### DATA EXTRACT
[Start of section]
//! Reference search backends

use async_trait::async_trait;
use chrono::Utc;
use std::path::Path;
use std::sync::Arc;
use tracing::{info, warn};

use super::extract::extract_sources;
use super::{CollectError, derive_search_query};
use crate::clients::{GenerationClient, GenerationRequest, SearchClient};
use crate::models::{
    Extraction, ReferenceDocument, ReferenceItem, ReferenceMetadata, ReferenceSource,
};

/// Items kept from a grounded answer
const MAX_GROUNDED_ITEMS: usize = 3;

const GROUNDED_TEMPERATURE: f32 = 0.3;

const DEFAULT_SEARCH_INSTRUCTION: &str = "Perform a web search and list the titles and URLs of the relevant results.
Do not reason about or summarise the results.";

/// Video a collection runs for
#[derive(Debug, Clone, PartialEq, Eq)]
pub struct CollectionTarget {
    pub video_id: String,
    pub title: String,
    pub platform: String,
}

impl CollectionTarget {
    pub fn new(
        video_id: impl Into<String>,
        title: impl Into<String>,
        platform: impl Into<String>,
    ) -> Self {
        Self {
            video_id: video_id.into(),
            title: title.into(),
            platform: platform.into(),
        }
    }

    pub fn search_query(&self) -> String {
        derive_search_query(&self.video_id, &self.title, &self.platform)
    }
}

/// Reference ready to be stored
#[derive(Debug, Clone, PartialEq)]
pub struct CollectedReference {
    pub document: ReferenceDocument,
    pub metadata: ReferenceMetadata,
}

/// A way of finding web references for a video
#[async_trait]
pub trait CollectionStrategy: Send + Sync {
    fn name(&self) -> &'static str;

    /// Search for the video, `None` when nothing citable was found
    async fn search(
        &self,
        target: &CollectionTarget,
    ) -> Result<Option<CollectedReference>, CollectError>;
}

/// Search through the generation model with the search tool attached
pub struct GroundedSearchStrategy {
    client: Arc<dyn GenerationClient>,
    instruction: String,
}

impl GroundedSearchStrategy {
    pub fn new(client: Arc<dyn GenerationClient>, instruction: impl Into<String>) -> Self {
        Self {
            client,
            instruction: instruction.into(),
        }
    }

    /// Use the instruction stored in a file, or the built-in one when unreadable
    pub fn with_instruction_file(client: Arc<dyn GenerationClient>, path: &Path) -> Self {
        let instruction = match std::fs::read_to_string(path) {
            Ok(instruction) => instruction,
            Err(e) => {
                warn!(
                    "Search instruction file {} unavailable ({}), using the default",
                    path.display(),
                    e
                );
                DEFAULT_SEARCH_INSTRUCTION.to_string()
            }
        };

        Self::new(client, instruction)
    }

    fn prompt(&self, query: &str) -> String {
        format!(
            "{}\n\nPerform a web search on the following topic:\n\n{}\n\nList the titles and URLs of the relevant results.\n",
            self.instruction.trim(),
            query
        )
    }
}

#[async_trait]
impl CollectionStrategy for GroundedSearchStrategy {
    fn name(&self) -> &'static str {
        "grounded"
    }

    async fn search(
        &self,
        target: &CollectionTarget,
    ) -> Result<Option<CollectedReference>, CollectError> {
        let query = target.search_query();
        info!(video_id = %target.video_id, query = %query, "Running grounded search");

        let response = self
            .client
            .generate(GenerationRequest {
                grounding: true,
                ..GenerationRequest::text(self.prompt(&query), GROUNDED_TEMPERATURE)
            })
            .await?;

        let Some(extracted) = extract_sources(&response) else {
            return Ok(None);
        };

        let source = if extracted.extraction == Extraction::GroundingMetadata {
            ReferenceSource::GeminiGrounding
        } else {
            ReferenceSource::GeminiTextFallback
        };
        let results_count = extracted.sources.len();

        Ok(Some(CollectedReference {
            document: ReferenceDocument {
                query: query.clone(),
                timestamp: Utc::now(),
                search_queries: extracted.search_queries.clone(),
                items: extracted
                    .sources
                    .into_iter()
                    .take(MAX_GROUNDED_ITEMS)
                    .map(|source| ReferenceItem {
                        title: source.title,
                        url: source.uri,
                        snippet: source.snippet,
                    })
                    .collect(),
            },
            metadata: ReferenceMetadata {
                source,
                extraction: extracted.extraction,
                query,
                results_count,
                search_queries: extracted.search_queries,
            },
        }))
    }
}

/// Search through the custom search API
pub struct CustomSearchStrategy {
    client: Arc<dyn SearchClient>,
}

impl CustomSearchStrategy {
    pub fn new(client: Arc<dyn SearchClient>) -> Self {
        Self { client }
    }
}

#[async_trait]
impl CollectionStrategy for CustomSearchStrategy {
    fn name(&self) -> &'static str {
        "custom_search"
    }

    async fn search(
        &self,
        target: &CollectionTarget,
    ) -> Result<Option<CollectedReference>, CollectError> {
        let query = target.search_query();
        info!(video_id = %target.video_id, query = %query, "Running custom search");

        let items = self.client.search(&query).await?;
        if items.is_empty() {
            return Ok(None);
        }

        let results_count = items.len();
        Ok(Some(CollectedReference {
            document: ReferenceDocument {
                query: query.clone(),
                timestamp: Utc::now(),
                search_queries: vec![query.clone()],
                items: items
                    .into_iter()
                    .map(|item| ReferenceItem {
                        title: item.title,
                        url: item.link,
                        snippet: item.snippet,
                    })
                    .collect(),
            },
            metadata: ReferenceMetadata {
                source: ReferenceSource::GoogleCustomSearch,
                extraction: Extraction::SearchApi,
                query: query.clone(),
                results_count,
                search_queries: vec![query],
            },
        }))
    }
}

#[cfg(test)]
pub(crate) mod tests {
    use super::*;
    use crate::clients::gemini::{GroundingChunk, GroundingMetadata, WebChunk};
    use crate::clients::{GenerationError, GenerationResponse, SearchError, SearchItem};
    use std::sync::Mutex;

    /// Generation client answering from a script and recording prompts
    pub(crate) struct ScriptedGenerator {
        pub answer: fn() -> Result<GenerationResponse, GenerationError>,
        pub requests: Mutex<Vec<GenerationRequest>>,
    }

    impl ScriptedGenerator {
        pub(crate) fn new(answer: fn() -> Result<GenerationResponse, GenerationError>) -> Self {
            Self {
                answer,
                requests: Mutex::new(Vec::new()),
            }
        }

        pub(crate) fn calls(&self) -> usize {
            self.requests.lock().unwrap().len()
        }
    }

    #[async_trait]
    impl GenerationClient for ScriptedGenerator {
        async fn generate(
            &self,
            request: GenerationRequest,
        ) -> Result<GenerationResponse, GenerationError> {
            self.requests.lock().unwrap().push(request);
            (self.answer)()
        }
    }

    pub(crate) fn grounded_answer() -> Result<GenerationResponse, GenerationError> {
        let chunk = |n: usize| GroundingChunk {
            web: Some(WebChunk {
                uri: Some(format!("https://site{}.example", n)),
                title: Some(format!("site{}.example", n)),
            }),
        };
        Ok(GenerationResponse {
            text: "Show A is a drama.".to_string(),
            grounding: Some(GroundingMetadata {
                web_search_queries: vec!["Show A plot".to_string()],
                grounding_chunks: (1..=5).map(chunk).collect(),
                grounding_supports: Vec::new(),
            }),
        })
    }

    struct FixedSearch(Vec<SearchItem>);

    #[async_trait]
    impl SearchClient for FixedSearch {
        async fn search(&self, _query: &str) -> Result<Vec<SearchItem>, SearchError> {
            Ok(self.0.clone())
        }
    }

    fn target() -> CollectionTarget {
        CollectionTarget::new("v1", "Show A", "netflix")
    }

    #[tokio::test]
    async fn test_grounded_search_keeps_three_items() {
        let generator = Arc::new(ScriptedGenerator::new(grounded_answer));
        let strategy = GroundedSearchStrategy::new(generator.clone(), "List sources.");

        let collected = strategy.search(&target()).await.unwrap().unwrap();

        assert_eq!(collected.document.items.len(), 3);
        assert_eq!(collected.document.query, "netflix Show A plot characters background");
        assert_eq!(collected.metadata.source, ReferenceSource::GeminiGrounding);
        assert_eq!(collected.metadata.results_count, 5);
        assert_eq!(collected.metadata.search_queries, vec!["Show A plot"]);

        let requests = generator.requests.lock().unwrap();
        assert!(requests[0].grounding);
        assert_eq!(requests[0].temperature, GROUNDED_TEMPERATURE);
        assert!(requests[0].prompt.starts_with("List sources."));
        assert!(requests[0].prompt.contains("netflix Show A plot characters background"));
    }

    #[tokio::test]
    async fn test_grounded_search_text_fallback() {
        let generator = Arc::new(ScriptedGenerator::new(|| {
            Ok(GenerationResponse {
                text: "1. Show A\nURL: https://a.example".to_string(),
                grounding: None,
            })
        }));
        let strategy = GroundedSearchStrategy::new(generator, "List sources.");

        let collected = strategy.search(&target()).await.unwrap().unwrap();
        assert_eq!(collected.metadata.source, ReferenceSource::GeminiTextFallback);
        assert_eq!(collected.metadata.extraction, Extraction::NumberedList);
        assert_eq!(collected.document.items[0].url, "https://a.example");
    }

    #[tokio::test]
    async fn test_grounded_search_without_sources() {
        let generator = Arc::new(ScriptedGenerator::new(|| {
            Ok(GenerationResponse {
                text: "I could not find anything.".to_string(),
                grounding: None,
            })
        }));
        let strategy = GroundedSearchStrategy::new(generator, "List sources.");

        assert_eq!(strategy.search(&target()).await.unwrap(), None);
    }

    #[test]
    fn test_missing_instruction_file_uses_default() {
        let generator = Arc::new(ScriptedGenerator::new(grounded_answer));
        let strategy =
            GroundedSearchStrategy::with_instruction_file(generator, Path::new("/nonexistent/file"));
        assert_eq!(strategy.instruction, DEFAULT_SEARCH_INSTRUCTION);
    }

    #[tokio::test]
    async fn test_custom_search_keeps_all_items() {
        let items = (1..=4)
            .map(|n| SearchItem {
                title: format!("Result {}", n),
                link: format!("https://r{}.example", n),
                snippet: format!("Snippet {}", n),
            })
            .collect();
        let strategy = CustomSearchStrategy::new(Arc::new(FixedSearch(items)));

        let collected = strategy.search(&target()).await.unwrap().unwrap();
        assert_eq!(collected.document.items.len(), 4);
        assert_eq!(collected.document.items[3].snippet, "Snippet 4");
        assert_eq!(collected.metadata.source, ReferenceSource::GoogleCustomSearch);
        assert_eq!(collected.metadata.extraction, Extraction::SearchApi);
    }

    #[tokio::test]
    async fn test_custom_search_without_items() {
        let strategy = CustomSearchStrategy::new(Arc::new(FixedSearch(Vec::new())));
        assert_eq!(strategy.search(&target()).await.unwrap(), None);
    }
}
[End of section]
### WHAT THIS TASK INVOLVES
Give only the lines from the one holding "search tool attached" through the one holding "one when unreadable", each restated exactly as it appears above.

### RESPONSE BELOW
/// Search through the generation model with the search tool attached
pub struct GroundedSearchStrategy {
    client: Arc<dyn GenerationClient>,
    instruction: String,
}

impl GroundedSearchStrategy {
    pub fn new(client: Arc<dyn GenerationClient>, instruction: impl Into<String>) -> Self {
        Self {
            client,
            instruction: instruction.into(),
        }
    }

    /// Use the instruction stored in a file, or the built-in one when unreadable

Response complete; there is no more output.